* [Assigned task] Go through the data and copy each line that holds "limit".

Collected data entries

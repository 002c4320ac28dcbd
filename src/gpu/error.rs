//! Errors raised while setting up or running GPU filters

use thiserror::Error;

use crate::image::ImageSize;

#[derive(Debug, Error)]
pub enum GpuError {
    #[error("no suitable GPU adapter found")]
    NoAdapter,
    #[error(transparent)]
    RequestDevice(#[from] wgpu::RequestDeviceError),
    #[error("workgroup of {requested} invocations exceeds the device limit of {limit}")]
    WorkgroupTooLarge { requested: u32, limit: u32 },
    #[error(transparent)]
    BufferMap(#[from] wgpu::BufferAsyncError),
    #[error("readback callback was dropped before completing")]
    ReadbackDisconnected,
    #[error("texture format {0:?} cannot be used as filter storage")]
    UnsupportedFormat(wgpu::TextureFormat),
    #[error("texture format mismatch: expected {expected:?}, got {actual:?}")]
    FormatMismatch {
        expected: wgpu::TextureFormat,
        actual: wgpu::TextureFormat,
    },
    #[error("image size mismatch: expected {expected:?}, got {actual:?}")]
    SizeMismatch { expected: ImageSize, actual: ImageSize },
}
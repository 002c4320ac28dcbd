//! Precomputed half Gaussian weight tables
//!
//! A table of length R holds the center weight at index 0 followed by the
//! weights for offsets 1..R. The full kernel is symmetric, so it spans
//! 2R - 1 taps and `w[0] + 2 * (w[1] + .. + w[R-1])` is 1.

use std::fmt;

const WEIGHTS_1: [f32; 1] = [1.0];
const WEIGHTS_2: [f32; 2] = [0.369521, 0.31524];
const WEIGHTS_3: [f32; 3] = [0.265569, 0.226558, 0.140658];
const WEIGHTS_4: [f32; 4] = [0.235624, 0.201012, 0.124798, 0.056379];
const WEIGHTS_5: [f32; 5] = [0.227027, 0.1945946, 0.1216216, 0.054054, 0.016216];
const WEIGHTS_6: [f32; 6] = [0.22528, 0.192187, 0.119319, 0.053904, 0.017716, 0.004235];

/// Tolerance for the weight-table normalization check
pub const NORMALIZATION_TOLERANCE: f32 = 1e-4;

/// Blur kernel radius preset.
///
/// The radius is fixed when a blur is constructed; each preset carries its
/// own normalized weight table.
#[derive(Debug, Clone, Copy, PartialEq, Eq, Hash, PartialOrd, Ord, Default)]
pub enum KernelRadius {
    /// 1 tap, identity
    R1,
    /// 3 taps
    R2,
    /// 5 taps
    #[default]
    R3,
    /// 7 taps
    R4,
    /// 9 taps
    R5,
    /// 11 taps
    R6,
}

impl KernelRadius {
    pub const ALL: [KernelRadius; 6] = [
        KernelRadius::R1,
        KernelRadius::R2,
        KernelRadius::R3,
        KernelRadius::R4,
        KernelRadius::R5,
        KernelRadius::R6,
    ];

    /// Preset for a blur-strength slider value. 2..=6 select that radius,
    /// anything else falls back to the identity kernel.
    pub fn from_strength(strength: i32) -> Self {
        match strength {
            6 => KernelRadius::R6,
            5 => KernelRadius::R5,
            4 => KernelRadius::R4,
            3 => KernelRadius::R3,
            2 => KernelRadius::R2,
            _ => KernelRadius::R1,
        }
    }

    /// Number of entries in the half table
    pub const fn radius(self) -> usize {
        match self {
            KernelRadius::R1 => 1,
            KernelRadius::R2 => 2,
            KernelRadius::R3 => 3,
            KernelRadius::R4 => 4,
            KernelRadius::R5 => 5,
            KernelRadius::R6 => 6,
        }
    }

    /// Width of the full 1D kernel in texels
    pub const fn footprint(self) -> usize {
        2 * self.radius() - 1
    }

    /// Texels at each border left unwritten by one pass
    pub const fn margin(self) -> i32 {
        self.radius() as i32 - 1
    }

    pub const fn weights(self) -> &'static [f32] {
        match self {
            KernelRadius::R1 => &WEIGHTS_1,
            KernelRadius::R2 => &WEIGHTS_2,
            KernelRadius::R3 => &WEIGHTS_3,
            KernelRadius::R4 => &WEIGHTS_4,
            KernelRadius::R5 => &WEIGHTS_5,
            KernelRadius::R6 => &WEIGHTS_6,
        }
    }

    /// Sum of the full symmetric kernel
    pub fn kernel_sum(self) -> f32 {
        let w = self.weights();
        w[0] + 2.0 * w[1..].iter().sum::<f32>()
    }

    /// Distance of the full kernel sum from 1
    pub fn normalization_error(self) -> f32 {
        (self.kernel_sum() - 1.0).abs()
    }

    pub fn is_normalized(self) -> bool {
        self.normalization_error() <= NORMALIZATION_TOLERANCE
    }
}

impl TryFrom<u32> for KernelRadius {
    type Error = u32;

    fn try_from(radius: u32) -> Result<Self, Self::Error> {
        KernelRadius::ALL
            .iter()
            .copied()
            .find(|r| r.radius() as u32 == radius)
            .ok_or(radius)
    }
}

impl fmt::Display for KernelRadius {
    fn fmt(&self, f: &mut fmt::Formatter<'_>) -> fmt::Result {
        let n = self.footprint();
        write!(f, "radius {} ({}x{})", self.radius(), n, n)
    }
}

* [Solution to this problem]
    #[error("workgroup of {requested} invocations exceeds the device limit of {limit}")]
    WorkgroupTooLarge { requested: u32, limit: u32 },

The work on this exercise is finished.